User Tools

Site Tools


mysql:questions:how-to-optimize-sql

SQL Performance Optimization Guide

A practical guide to optimizing SQL queries and database performance.

Core Principles

When optimizing SQL, focus on these goals:

  • Reduce the number of scanned rows
  • Reduce unnecessary data transfer
  • Reduce expensive JOIN operations
  • Avoid repeated queries
  • Use indexes effectively
  • Cache frequently accessed data

1. Use EXPLAIN to Analyze Queries

Before optimizing a query, inspect its execution plan using `EXPLAIN`.

Why use EXPLAIN?

`EXPLAIN` shows:

  • Whether indexes are used
  • Full table scans
  • Join order
  • Number of scanned rows
  • Sorting operations
  • Temporary tables

Example

EXPLAIN
SELECT *
FROM orders
WHERE customer_id = 10
ORDER BY created_at DESC;

Things to watch for

Problem Meaning
Full table scan Database scans entire table
Using temporary Temporary table created internally
Using filesort Expensive sorting operation
Large row count Too many rows scanned
No index used Missing or incorrect index

Goal

Queries should:

  • Use indexes
  • Scan as few rows as possible
  • Avoid unnecessary sorting and temporary tables

2. Add Proper Indexes

Indexes are one of the biggest performance improvements in SQL.

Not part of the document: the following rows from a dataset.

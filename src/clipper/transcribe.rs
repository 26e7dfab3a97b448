use anyhow::{Context, Result};
use duct::cmd;
use std::fs;
use std::path::{Path, PathBuf};

use crate::clipper::error::ClipperError;
use crate::clipper::transcript::{TranscriptSegment, parse_whisper_json};
use crate::clipper::support::utils::{compute_file_hash, remove_if_exists};
use crate::ui::prelude::{Level, emit};

/// Produces the full-media transcript, once per run.
pub trait Transcriber {
    fn transcribe(&self, media: &Path) -> Result<Vec<TranscriptSegment>, ClipperError>;
}

impl<T: Transcriber + ?Sized> Transcriber for Box<T> {
    fn transcribe(&self, media: &Path) -> Result<Vec<TranscriptSegment>, ClipperError> {
        (**self).transcribe(media)
    }
}

/// Speech model options handed through to WhisperX.
#[derive(Debug, Clone, PartialEq)]
pub struct WhisperOptions {
    pub model: String,
    pub language: String,
    pub device: String,
    pub compute_type: String,
}

impl Default for WhisperOptions {
    fn default() -> Self {
        Self {
            model: "small".to_string(),
            language: "en".to_string(),
            device: "cpu".to_string(),
            compute_type: "int8".to_string(),
        }
    }
}

/// Runs WhisperX through `uvx` and caches its JSON output per input hash.
pub struct WhisperxTranscriber {
    options: WhisperOptions,
    cache_dir: PathBuf,
    force: bool,
}

impl WhisperxTranscriber {
    pub fn new(options: WhisperOptions, cache_dir: PathBuf, force: bool) -> Self {
        Self {
            options,
            cache_dir,
            force,
        }
    }

    /// Cache file for a given input hash under the current model options.
    pub fn cache_path(&self, media_hash: &str) -> PathBuf {
        self.cache_dir.join(format!(
            "{}-{}-{}.json",
            media_hash, self.options.model, self.options.language
        ))
    }

    fn transcribe_cached(&self, media: &Path) -> Result<Vec<TranscriptSegment>> {
        let media_hash = compute_file_hash(media)?;
        let cache_path = self.cache_path(&media_hash);

        if cache_path.exists() && !self.force {
            emit(
                Level::Info,
                "clipper.transcribe.cached",
                &format!("Using cached transcript {}", cache_path.display()),
                None,
            );
        } else {
            self.run_whisperx(media, &media_hash, &cache_path)?;
        }

        let contents = fs::read_to_string(&cache_path)
            .with_context(|| format!("reading transcript {}", cache_path.display()))?;
        parse_whisper_json(&contents)
    }

    fn run_whisperx(&self, media: &Path, media_hash: &str, cache_path: &Path) -> Result<()> {
        let work_dir = self.cache_dir.join(format!("{media_hash}.work"));
        fs::create_dir_all(&work_dir)
            .with_context(|| format!("Failed to create directory {}", work_dir.display()))?;

        emit(
            Level::Info,
            "clipper.transcribe.start",
            &format!(
                "Transcribing {} with WhisperX model '{}' (this can take a while)...",
                media.display(),
                self.options.model
            ),
            None,
        );

        let media_arg = media.to_string_lossy();
        let work_arg = work_dir.to_string_lossy();
        let whisper_args: Vec<&str> = vec![
            "whisperx",
            &media_arg,
            "--output_format",
            "json",
            "--output_dir",
            &work_arg,
            "--model",
            &self.options.model,
            "--language",
            &self.options.language,
            "--device",
            &self.options.device,
            "--compute_type",
            &self.options.compute_type,
            "--vad_method",
            "silero",
        ];

        let run_result = cmd("uvx", &whisper_args)
            .stdout_to_stderr()
            .run()
            .with_context(|| format!("Failed to run WhisperX for {}", media.display()));

        let produced = media
            .file_stem()
            .map(|stem| work_dir.join(stem).with_extension("json"));

        let outcome = run_result.and_then(|_| {
            let produced = produced
                .filter(|p| p.exists())
                .with_context(|| {
                    format!(
                        "WhisperX did not produce a JSON transcript in {}",
                        work_dir.display()
                    )
                })?;
            fs::rename(&produced, cache_path).with_context(|| {
                format!(
                    "Failed to move {} to {}",
                    produced.display(),
                    cache_path.display()
                )
            })
        });

        if let Err(err) = fs::remove_dir_all(&work_dir) {
            emit(
                Level::Warn,
                "clipper.transcribe.cleanup_failed",
                &format!("Failed to remove {}: {}", work_dir.display(), err),
                None,
            );
        }

        if outcome.is_err() {
            // A half-written cache entry would be reused by the next run
            let _ = remove_if_exists(cache_path);
        }
        outcome
    }
}

impl Transcriber for WhisperxTranscriber {
    fn transcribe(&self, media: &Path) -> Result<Vec<TranscriptSegment>, ClipperError> {
        fs::create_dir_all(&self.cache_dir)?;
        self.transcribe_cached(media)
            .map_err(|err| ClipperError::transcription(media, format!("{err:#}")))
    }
}

/// Transcriber backed by an existing WhisperX JSON file.
pub struct JsonFileTranscriber {
    path: PathBuf,
}

impl JsonFileTranscriber {
    pub fn new(path: PathBuf) -> Self {
        Self { path }
    }
}

impl Transcriber for JsonFileTranscriber {
    fn transcribe(&self, _media: &Path) -> Result<Vec<TranscriptSegment>, ClipperError> {
        fs::read_to_string(&self.path)
            .with_context(|| format!("reading transcript {}", self.path.display()))
            .and_then(|contents| parse_whisper_json(&contents))
            .map_err(|err| ClipperError::transcription(&self.path, format!("{err:#}")))
    }
}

Add indexes on commonly used columns

Create indexes for columns frequently used in:

  • `WHERE`
  • `JOIN`
  • `ORDER BY`
  • `GROUP BY`

Example

-- WHERE condition
CREATE INDEX idx_orders_customer_id
ON orders(customer_id);
 
-- ORDER BY
CREATE INDEX idx_orders_created_at
ON orders(created_at);
 
-- JOIN
CREATE INDEX idx_orders_user_id
ON orders(user_id);

Composite Index Example

If queries often filter by multiple columns:

SELECT *
FROM orders
WHERE customer_id = 10
AND STATUS = 'paid';

Use a composite index:

CREATE INDEX idx_orders_customer_status
ON orders(customer_id, STATUS);

Important Notes

  • Indexes improve reads but slow down writes (`INSERT`, `UPDATE`, `DELETE`)
  • Avoid adding indexes on every column
  • Remove unused indexes

3. Select Only Needed Columns

Avoid using:

SELECT *
FROM users;

Why is `SELECT *` bad?

  • Transfers unnecessary data
  • Uses more memory
  • Prevents some index optimizations
  • Slower network response

Better

SELECT id, name, email
FROM users;

Only select the columns your application actually needs.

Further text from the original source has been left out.